なんてご都合的な展開だ。説明不足な上に情報が全くない。そんな状況でわけもわからぬ空間に足を運べというのか。

 

はっきり言って話にならない。

 

しかし、読めない。

何かの歯車が取り除かれたせいで、普段の思考が一切回らない。“あいつ”の単語が出てから常に引っかかって思考が止められてしまう。そんな感じだった。

 

動かないクラウドに、チャドリーはさらに言う。

 

 

「そして、貴方に頼むのはもう一つの理由があります」

 

「?」

 

「今回の件で検知された空間には························大量の人間のデータを検出しました。
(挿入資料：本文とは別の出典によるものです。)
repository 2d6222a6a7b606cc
pub mod json;
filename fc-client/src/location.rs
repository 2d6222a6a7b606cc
/// A geographical position in decimal degrees.
#[derive(Debug, Clone, Copy, PartialEq)]
pub struct Position {
    pub lat: f64,
    pub lon: f64,
}

/// Provides the current position of the device, if the
/// platform supports it and the user permits it.
pub trait Locator: Send + Sync {
    fn current_position(&self) -> Option<Position>;
}

/// The fallback for platforms without location services.
#[derive(Debug, Clone, Copy, Default)]
pub struct NoLocation;

impl Locator for NoLocation {
    fn current_position(&self) -> Option<Position> {
        None
    }
}

/// Always reports the same position.
#[derive(Debug, Clone, Copy)]
pub struct FixedLocation(pub Position);

impl Locator for FixedLocation {
    fn current_position(&self) -> Option<Position> {
        Some(self.0)
    }
}
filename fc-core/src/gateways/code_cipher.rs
use fc_entities::redemption::CodePayload;
use thiserror::Error;

#[derive(Debug, Error)]
pub enum CodeCipherError {
    #[error("Malformed code")]
    Malformed,
    #[error("The code could not be authenticated")]
    Unauthentic,
    #[error("Unable to seal code: {0}")]
    Seal(String),
}

/// Seals redemption code payloads into opaque, URL-safe strings
/// and opens them again.
///
/// Opening must reject every string that has not been sealed
/// with the same key.
pub trait CodeCipher {
    fn seal(&self, payload: &CodePayload) -> Result<String, CodeCipherError>;
    fn open(&self, sealed: &str) -> Result<CodePayload, CodeCipherError>;
}
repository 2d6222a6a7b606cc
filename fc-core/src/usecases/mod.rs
mod approve_promotion;
mod authorize;
mod create_review;
mod error;
mod follow_user;
mod login;
mod promotion_requests;
mod recent_reviews;
mod redeem_code;
mod register;
mod restaurants;

#[cfg(test)]
pub mod tests;

pub use self::{
    approve_promotion::*, authorize::*, create_review::*, error::Error, follow_user::*,
    login::*, promotion_requests::*, recent_reviews::*, redeem_code::*,
    register::*, restaurants::*,
};

mod prelude {
    pub use super::error::Error;
    pub type Result<T> = std::result::Result<T, Error>;
    pub use crate::{entities::*, repositories::*};
}

use self::prelude::*;

fn load_users_by_id<R: UserRepo>(
    repo: &R,
    ids: &[&Id],
) -> Result<std::collections::HashMap<Id, User>> {
    let mut ids: Vec<&str> = ids.iter().map(|id| id.as_str()).collect();
    ids.sort_unstable();
    ids.dedup();
    let users = repo.get_users(&ids)?;
    Ok(users.into_iter().map(|u| (u.id.clone(), u)).collect())
}
use serde::{Deserialize, Serialize};

#[cfg(feature = "entity-conversions")]
mod conv;

#[derive(Serialize, Deserialize)]
#[cfg_attr(feature = "extra-derive", derive(Debug, Clone))]
pub struct Credentials {
    pub email: String,
    pub password: String,
}

#[derive(Serialize, Deserialize)]
#[cfg_attr(feature = "extra-derive", derive(Debug, Clone))]
pub struct Token {
    pub token: String,
}

#[derive(Serialize, Deserialize)]
#[cfg_attr(feature = "extra-derive", derive(Debug, Clone))]
pub struct NewUser {
    pub username: String,
    pub email: String,
    pub password: String,
}

/// The plain acknowledgement of a successful request.
#[derive(Serialize, Deserialize)]
#[cfg_attr(feature = "extra-derive", derive(Debug, Clone, Copy, PartialEq, Eq))]
pub struct Ack {
    pub ok: bool,
}

impl Ack {
    pub const OK: Self = Self { ok: true };
}

#[derive(Serialize, Deserialize)]
#[cfg_attr(
    feature = "extra-derive",
    derive(Debug, Clone, Copy, PartialEq, Eq, Hash)
)]
#[serde(rename_all = "lowercase")]
pub enum UserType {
    Foodie,
    Restaurant,
}

#[derive(Serialize, Deserialize)]
#[cfg_attr(
    feature = "extra-derive",
    derive(Debug, Clone, Copy, PartialEq, Eq, Hash)
)]
pub enum Level {
    Bronze,
    Silver,
    Gold,
    Platinum,
}

#[rustfmt::skip]
#[derive(Serialize, Deserialize)]
#[cfg_attr(feature = "extra-derive", derive(Debug, Clone, PartialEq))]
#[serde(rename_all = "camelCase")]
pub struct User {
    pub id                  : String,
    pub username            : String,
    pub email               : String,
    #[serde(skip_serializing_if = "Option::is_none")]
    pub profile_picture_url : Option<String>,
    #[serde(skip_serializing_if = "Option::is_none")]
    pub bio                 : Option<String>,
    pub loyalty_points      : u64,
    pub level               : Level,
    pub user_type           : UserType,
    #[serde(skip_serializing_if = "Option::is_none")]
    pub restaurant_id       : Option<String>,
}

#[rustfmt::skip]
#[derive(Serialize, Deserialize)]
#[cfg_attr(feature = "extra-derive", derive(Debug, Clone, PartialEq))]
#[serde(rename_all = "camelCase")]
pub struct Restaurant {
    pub id           : String,
    pub name         : String,
    pub address      : String,
    pub latitude     : f64,
    pub longitude    : f64,
    pub cuisine_type : String,
    pub is_verified  : bool,
    #[serde(skip_serializing_if = "Option::is_none")]
    pub distance_km  : Option<f64>,
}

#[derive(Serialize, Deserialize)]
#[cfg_attr(feature = "extra-derive", derive(Debug, Clone, PartialEq))]
#[serde(rename_all = "camelCase")]
pub struct RestaurantWithReviews {
    #[serde(flatten)]
    pub restaurant: Restaurant,
    pub reviews: Vec<Review>,
}

#[derive(Serialize, Deserialize)]
#[cfg_attr(feature = "extra-derive", derive(Debug, Clone, PartialEq))]
#[serde(rename_all = "camelCase")]
pub struct ReviewAuthor {
    pub username: String,
    #[serde(skip_serializing_if = "Option::is_none")]
    pub profile_picture_url: Option<String>,
    pub level: Level,
}

#[derive(Serialize, Deserialize)]
#[cfg_attr(feature = "extra-derive", derive(Debug, Clone, PartialEq))]
#[serde(rename_all = "camelCase")]
pub struct ReviewedRestaurant {
    pub name: String,
    pub cuisine_type: String,
}

#[rustfmt::skip]
#[derive(Serialize, Deserialize)]
#[cfg_attr(feature = "extra-derive", derive(Debug, Clone, PartialEq))]
#[serde(rename_all = "camelCase")]
pub struct Review {
    pub id            : String,
    pub user_id       : String,
    pub restaurant_id : String,
    pub rating        : u8,
    pub review_text   : String,
    pub is_promoter   : bool,
    pub photos        : Vec<String>,
    pub created_at    : i64,
    #[serde(skip_serializing_if = "Option::is_none")]
    pub user          : Option<ReviewAuthor>,
    #[serde(skip_serializing_if = "Option::is_none")]
    pub restaurant    : Option<ReviewedRestaurant>,
}

#[derive(Serialize, Deserialize)]
#[cfg_attr(feature = "extra-derive", derive(Debug, Clone))]
#[serde(rename_all = "camelCase")]
pub struct NewReview {
    pub rating: i64,
    #[serde(default)]
    pub review_text: String,
    #[serde(default)]
    pub is_promoter: bool,
    #[serde(default)]
    pub photo_urls: Vec<String>,
}

#[rustfmt::skip]
#[derive(Serialize, Deserialize)]
#[cfg_attr(feature = "extra-derive", derive(Debug, Clone, PartialEq))]
#[serde(rename_all = "camelCase")]
pub struct PromotionRequest {
    pub review_id     : String,
    pub restaurant_id : String,
    pub promoter_id   : String,
    pub username      : String,
    pub review_text   : String,
    pub rating        : u8,
    pub created_at    : i64,
}

#[derive(Serialize, Deserialize)]
#[cfg_attr(feature = "extra-derive", derive(Debug, Clone))]
#[serde(rename_all = "camelCase")]
pub struct ApprovePromotion {
    pub offer_id: String,
}

#[rustfmt::skip]
#[derive(Serialize, Deserialize)]
#[cfg_attr(feature = "extra-derive", derive(Debug, Clone, PartialEq))]
#[serde(rename_all = "camelCase")]
pub struct IssuedCode {
    pub encrypted_code : String,
    pub code_id        : String,
    pub offer_id       : String,
    pub reward_points  : u64,
    #[serde(skip_serializing_if = "Option::is_none")]
    pub expires_at     : Option<i64>,
}

#[derive(Serialize, Deserialize)]
#[cfg_attr(feature = "extra-derive", derive(Debug, Clone))]
#[serde(rename_all = "camelCase")]
pub struct RedeemCode {
    pub encrypted_code: String,
}

#[rustfmt::skip]
#[derive(Serialize, Deserialize)]
#[cfg_attr(feature = "extra-derive", derive(Debug, Clone, PartialEq))]
#[serde(rename_all = "camelCase")]
pub struct RedemptionResult {
    pub code_id        : String,
    pub offer_id       : String,
    pub restaurant_id  : String,
    pub promoter_id    : String,
    pub points_awarded : u64,
    pub redeemed_at    : i64,
}

#[derive(Serialize, Deserialize)]
#[cfg_attr(
    feature = "extra-derive",
    derive(Debug, Clone, Copy, PartialEq, Eq, Hash)
)]
pub enum ErrorKind {
    Unauthorized,
    Forbidden,
    NotFound,
    Conflict,
    InvalidCode,
    Expired,
    AlreadyRedeemed,
    ValidationError,
    Internal,
}

#[derive(Serialize, Deserialize)]
#[cfg_attr(
    feature = "extra-derive",
    derive(Debug, Clone, PartialEq, Eq, thiserror::Error)
)]
#[cfg_attr(feature = "extra-derive", error("{message}"))]
#[serde(rename_all = "camelCase")]
pub struct Error {
    pub http_status: u16,
    pub kind: ErrorKind,
    pub message: String,
}
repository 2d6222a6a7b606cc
use super::{authorize_restaurant_owner, prelude::*};
use crate::{gateways::code_cipher::CodeCipher, offers::OfferCatalog, repositories::Error as RepoError};

#[derive(Debug, Clone)]
pub struct ApprovePromotion<'a> {
    pub review_id: &'a Id,
    pub offer_id: &'a str,
    pub idempotency_key: Option<&'a IdempotencyKey>,
}

#[derive(Debug, Clone)]
pub struct Approval {
    pub request: PromotionRequest,
    pub code: RedemptionCode,
    /// The code has been issued by an earlier request
    /// with the same idempotency key.
    pub replayed: bool,
}

/// Approves a pending promoter request and issues exactly
/// one sealed redemption code for it.
pub fn approve_promotion<R, C>(
    repo: &R,
    cipher: &C,
    offers: &OfferCatalog,
    owner: &User,
    approve: ApprovePromotion,
) -> Result<Approval>
where
    R: RestaurantRepo + PromotionRepo + RedemptionCodeRepo + IdempotencyRepo,
    C: CodeCipher + ?Sized,
{
    let ApprovePromotion {
        review_id,
        offer_id,
        idempotency_key,
    } = approve;
    let request = repo.get_promotion_request(review_id)?;
    let restaurant = authorize_restaurant_owner(repo, owner)?;
    if restaurant.id != request.restaurant_id {
        return Err(Error::Forbidden);
    }
    let offer_id = offer_id.parse::<OfferId>()?;

    if let Some(key) = idempotency_key {
        if let Some(record) = repo.try_get_idempotency_record(&owner.id, key)? {
            if record.operation != IdempotentOperation::ApprovePromotion
                || record.request_ref != review_id.as_str()
            {
                return Err(Error::IdempotencyKeyReused);
            }
            let code = repo.get_redemption_code(&record.resource_id)?;
            if code.offer_id != offer_id {
                return Err(Error::IdempotencyKeyReused);
            }
            let request = repo.get_promotion_request(review_id)?;
            return Ok(Approval {
                request,
                code,
                replayed: true,
            });
        }
    }

    if !request.is_pending() {
        return Err(Error::AlreadyApproved);
    }
    let now = Timestamp::now();
    repo.approve_promotion_request(review_id, &offer_id, now)
        .map_err(|err| match err {
            RepoError::NotFound => Error::AlreadyApproved,
            err => err.into(),
        })?;

    let policy = offers.policy(&offer_id);
    let mut code = RedemptionCode {
        id: Id::new(),
        review_id: request.review_id.clone(),
        offer_id: offer_id.clone(),
        restaurant_id: request.restaurant_id.clone(),
        promoter_id: request.promoter_id.clone(),
        sealed: String::new(),
        reward_points: policy.reward_points,
        issued_at: now,
        expires_at: policy.valid_for.map(|valid_for| now + valid_for),
        redeemed_at: None,
        redeemed_by: None,
    };
    code.sealed = cipher.seal(&code.payload()).map_err(Error::CodeCipher)?;
    repo.create_redemption_code(&code).map_err(|err| match err {
        RepoError::AlreadyExists => Error::AlreadyApproved,
        err => err.into(),
    })?;

    if let Some(key) = idempotency_key {
        repo.create_idempotency_record(&IdempotencyRecord {
            owner_id: owner.id.clone(),
            key: key.clone(),
            operation: IdempotentOperation::ApprovePromotion,
            request_ref: review_id.to_string(),
            resource_id: code.id.clone(),
            created_at: now,
        })?;
    }

    let request = PromotionRequest {
        status: PromotionStatus::Approved,
        approved_at: Some(now),
        offer_id: Some(offer_id),
        ..request
    };
    Ok(Approval {
        request,
        code,
        replayed: false,
    })
}
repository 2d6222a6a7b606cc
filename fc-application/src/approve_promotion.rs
use super::*;
use fc_core::offers::OfferCatalog;

pub fn approve_promotion(
    connections: &sqlite::Connections,
    cipher: &dyn CodeCipher,
    offers: &OfferCatalog,
    notify: &dyn NotificationGateway,
    owner: &User,
    approve: usecases::ApprovePromotion,
) -> Result<usecases::Approval> {
    let review_id = approve.review_id.clone();
    let approval = connections.exclusive()?.transaction(|conn| {
        usecases::approve_promotion(conn, cipher, offers, owner, approve).map_err(|err| {
            warn!("Failed to approve promotion of review {review_id}: {err}");
            err
        })
    })?;
    if !approval.replayed {
        notify.notify(NotificationEvent::PromotionApproved {
            request: &approval.request,
            code: &approval.code,
        });
    }
    Ok(approval)
}

#[cfg(test)]
mod tests {
    use super::super::tests::prelude::*;

    #[test]
    fn approve_once() {
        let fixture = BackendFixture::new();
        let owner = fixture.create_owner("Luigi", "luigi@example.com");
        let foodie = fixture.create_foodie("Anna", "anna@example.com");
        let review_id = fixture.create_promoter_review(&foodie, &owner);

        let approval = fixture.approve(&owner, &review_id, "OFFER_SUMMER15", None).unwrap();
        assert_eq!(PromotionStatus::Approved, approval.request.status);
        assert_eq!(
            approval.code.payload(),
            fixture.cipher.open(&approval.code.sealed).unwrap()
        );

        assert!(matches!(
            fixture.approve(&owner, &review_id, "OFFER_SUMMER15", None),
            Err(AppError::Business(BError::Parameter(
                usecases::Error::AlreadyApproved
            )))
        ));
        let db = fixture.db_connections.shared().unwrap();
        assert_eq!(
            approval.code,
            db.get_redemption_code_of_review(&review_id).unwrap()
        );
    }

    #[test]
    fn approve_unknown_review() {
        let fixture = BackendFixture::new();
        let owner = fixture.create_owner("Luigi", "luigi@example.com");
        assert!(matches!(
            fixture.approve(&owner, &"unknown".into(), "OFFER_SUMMER15", None),
            Err(AppError::Business(BError::Repo(RepoError::NotFound)))
        ));
    }

    #[test]
    fn replay_approval_with_idempotency_key() {
        let fixture = BackendFixture::new();
        let owner = fixture.create_owner("Luigi", "luigi@example.com");
        let foodie = fixture.create_foodie("Anna", "anna@example.com");
        let review_id = fixture.create_promoter_review(&foodie, &owner);
        let key: IdempotencyKey = "approve-1".parse().unwrap();

        let first = fixture
            .approve(&owner, &review_id, "OFFER_SUMMER15", Some(&key))
            .unwrap();
        let second = fixture
            .approve(&owner, &review_id, "OFFER_SUMMER15", Some(&key))
            .unwrap();
        assert!(!first.replayed);
        assert!(second.replayed);
        assert_eq!(first.code, second.code);

        assert!(matches!(
            fixture.approve(&owner, &review_id, "OFFER_WINTER", Some(&key)),
            Err(AppError::Business(BError::Parameter(
                usecases::Error::IdempotencyKeyReused
            )))
        ));
    }
}
use super::*;

impl<'a> FollowRepo for DbReadOnly<'a> {
    fn create_follow(&self, _follow: &Follow) -> Result<bool> {
        unreachable!();
    }

    fn is_following(&self, follower_id: &Id, following_id: &Id) -> Result<bool> {
        is_following(&mut self.conn.borrow_mut(), follower_id, following_id)
    }
    fn count_followers(&self, user_id: &Id) -> Result<usize> {
        count_followers(&mut self.conn.borrow_mut(), user_id)
    }
}

impl<'a> FollowRepo for DbConnection<'a> {
    fn create_follow(&self, follow: &Follow) -> Result<bool> {
        create_follow(&mut self.conn.borrow_mut(), follow)
    }

    fn is_following(&self, follower_id: &Id, following_id: &Id) -> Result<bool> {
        is_following(&mut self.conn.borrow_mut(), follower_id, following_id)
    }
    fn count_followers(&self, user_id: &Id) -> Result<usize> {
        count_followers(&mut self.conn.borrow_mut(), user_id)
    }
}

fn create_follow(conn: &mut SqliteConnection, f: &Follow) -> Result<bool> {
    let new_follower = models::NewFollower {
        follower_id: f.follower_id.as_str(),
        following_id: f.following_id.as_str(),
        created_at: f.created_at.as_millis(),
    };
    let insert_count = diesel::insert_or_ignore_into(schema::followers::table)
        .values(&new_follower)
        .execute(conn)
        .map_err(from_diesel_err)?;
    debug_assert!(insert_count <= 1);
    Ok(insert_count > 0)
}

fn is_following(conn: &mut SqliteConnection, follower_id: &Id, following_id: &Id) -> Result<bool> {
    use schema::followers::dsl;
    let count = dsl::followers
        .filter(dsl::follower_id.eq(follower_id.as_str()))
        .filter(dsl::following_id.eq(following_id.as_str()))
        .count()
        .get_result::<i64>(conn)
        .map_err(from_diesel_err)?;
    Ok(count > 0)
}

fn count_followers(conn: &mut SqliteConnection, user_id: &Id) -> Result<usize> {
    use schema::followers::dsl;
    Ok(dsl::followers
        .filter(dsl::following_id.eq(user_id.as_str()))
        .count()
        .get_result::<i64>(conn)
        .map_err(from_diesel_err)? as usize)
}
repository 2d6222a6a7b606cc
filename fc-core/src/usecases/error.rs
use crate::{gateways::code_cipher::CodeCipherError, repositories, util::validate::ReviewInvalidation};
use thiserror::Error;

#[derive(Debug, Error)]
pub enum Error {
    #[error("Invalid username")]
    Username,
    #[error("Invalid email address")]
    EmailAddress,
    #[error("Invalid password")]
    Password,
    #[error("The user already exists")]
    UserExists,
    #[error("Invalid credentials")]
    Credentials,
    #[error("This is not allowed")]
    Forbidden,
    #[error("This is not allowed without auth")]
    Unauthorized,
    #[error("Rating value out of range")]
    RatingValue,
    #[error("Review text is too long")]
    ReviewText,
    #[error("Too many photos")]
    TooManyPhotos,
    #[error("Invalid URL")]
    Url,
    #[error("Invalid position")]
    InvalidPosition,
    #[error("Invalid offer id")]
    OfferId,
    #[error("Users cannot follow themselves")]
    SelfFollow,
    #[error("The promotion has already been approved")]
    AlreadyApproved,
    #[error("Invalid idempotency key")]
    IdempotencyKey,
    #[error("The idempotency key has already been used for a different request")]
    IdempotencyKeyReused,
    #[error("Invalid redemption code")]
    InvalidCode,
    #[error("The redemption code has expired")]
    CodeExpired,
    #[error("The redemption code has already been redeemed")]
    AlreadyRedeemed,
    #[error(transparent)]
    CodeCipher(CodeCipherError),
    #[error(transparent)]
    Repo(#[from] repositories::Error),
}

impl From<fc_entities::password::ParseError> for Error {
    fn from(_: fc_entities::password::ParseError) -> Self {
        Self::Password
    }
}

impl From<fc_entities::email::EmailAddressParseError> for Error {
    fn from(_: fc_entities::email::EmailAddressParseError) -> Self {
        Self::EmailAddress
    }
}

impl From<fc_entities::offer::OfferIdParseError> for Error {
    fn from(_: fc_entities::offer::OfferIdParseError) -> Self {
        Self::OfferId
    }
}

impl From<fc_entities::url::ParseError> for Error {
    fn from(_: fc_entities::url::ParseError) -> Self {
        Self::Url
    }
}

impl From<ReviewInvalidation> for Error {
    fn from(err: ReviewInvalidation) -> Self {
        match err {
            ReviewInvalidation::RatingValue => Self::RatingValue,
            ReviewInvalidation::TextTooLong => Self::ReviewText,
            ReviewInvalidation::TooManyPhotos => Self::TooManyPhotos,
        }
    }
}
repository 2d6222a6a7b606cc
use super::*;

impl<'a> IdempotencyRepo for DbReadOnly<'a> {
    fn create_idempotency_record(&self, _record: &IdempotencyRecord) -> Result<()> {
        unreachable!();
    }
    fn try_get_idempotency_record(
        &self,
        owner_id: &Id,
        key: &IdempotencyKey,
    ) -> Result<Option<IdempotencyRecord>> {
        try_get_idempotency_record(&mut self.conn.borrow_mut(), owner_id, key)
    }
}

impl<'a> IdempotencyRepo for DbConnection<'a> {
    fn create_idempotency_record(&self, record: &IdempotencyRecord) -> Result<()> {
        create_idempotency_record(&mut self.conn.borrow_mut(), record)
    }
    fn try_get_idempotency_record(
        &self,
        owner_id: &Id,
        key: &IdempotencyKey,
    ) -> Result<Option<IdempotencyRecord>> {
        try_get_idempotency_record(&mut self.conn.borrow_mut(), owner_id, key)
    }
}

fn create_idempotency_record(conn: &mut SqliteConnection, r: &IdempotencyRecord) -> Result<()> {
    let new_key = models::NewIdempotencyKey {
        owner_id: r.owner_id.as_str(),
        idem_key: r.key.as_str(),
        operation: r.operation.as_ref(),
        request_ref: &r.request_ref,
        resource_id: r.resource_id.as_str(),
        created_at: r.created_at.as_millis(),
    };
    diesel::insert_into(schema::idempotency_keys::table)
        .values(&new_key)
        .execute(conn)
        .map_err(from_diesel_err)?;
    Ok(())
}

fn try_get_idempotency_record(
    conn: &mut SqliteConnection,
    owner_id: &Id,
    key: &IdempotencyKey,
) -> Result<Option<IdempotencyRecord>> {
    use schema::idempotency_keys::dsl;
    dsl::idempotency_keys
        .filter(dsl::owner_id.eq(owner_id.as_str()))
        .filter(dsl::idem_key.eq(key.as_str()))
        .first::<models::IdempotencyKeyEntity>(conn)
        .optional()
        .map_err(from_diesel_err)?
        .map(load_idempotency_record)
        .transpose()
}

fn load_idempotency_record(r: models::IdempotencyKeyEntity) -> Result<IdempotencyRecord> {
    let models::IdempotencyKeyEntity {
        owner_id,
        idem_key,
        operation,
        request_ref,
        resource_id,
        created_at,
    } = r;
    let key = idem_key
        .parse()
        .map_err(|()| anyhow!("Invalid idempotency key: {idem_key}"))?;
    let operation = operation
        .parse()
        .map_err(|_| anyhow!("Invalid idempotent operation: {operation}"))?;
    Ok(IdempotencyRecord {
        owner_id: owner_id.into(),
        key,
        operation,
        request_ref,
        resource_id: resource_id.into(),
        created_at: Timestamp::from_millis(created_at),
    })
}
その人たちの数は約一万人ほど。そのうちの何人かが急に消えてしまったんです。まるで命が燃え尽きたかのように」

 

 

自分たちの問題のくせにまるで、そいつらを救いたくないか? と言いたげだった。

 

 

「僕自身、イレギュラーな現象が発生するたびに、それをリカバリーするためにどんな場所でも赴く覚悟でいますが、今回は僕一人では不可能です。小さな亀裂は少しずつ広がり始めています。このままでは、僕たちが予想もしない事態が発生するかもしれません」

 

 

嫌な予感がする。

聞いてはいけない気がする。

 

しかし、チャドリーは続ける。

 

まるで、そうなること事態ありえないのに、

 

 

「あらゆる機械には『魔晄』が使用されていました。それはネットワークも例外ではありません。新しいネットワークを開発するまでは旧式を現在使用しておりますが···········正直僕自身もあり得ないと思っていますし、どう考えても納得がいきませんが、ネットワーク構築にも魔晄が使われており、それが原因でライフストリームに溶け込んだ“彼”の意識がそこに紛れ込んでしまったとしたら······················」

 

 

その単語でもう十分だった。

 

馬鹿馬鹿しいが危険因子によって全ての優先事項が塗り替えられ、クラウドの行動は決定した。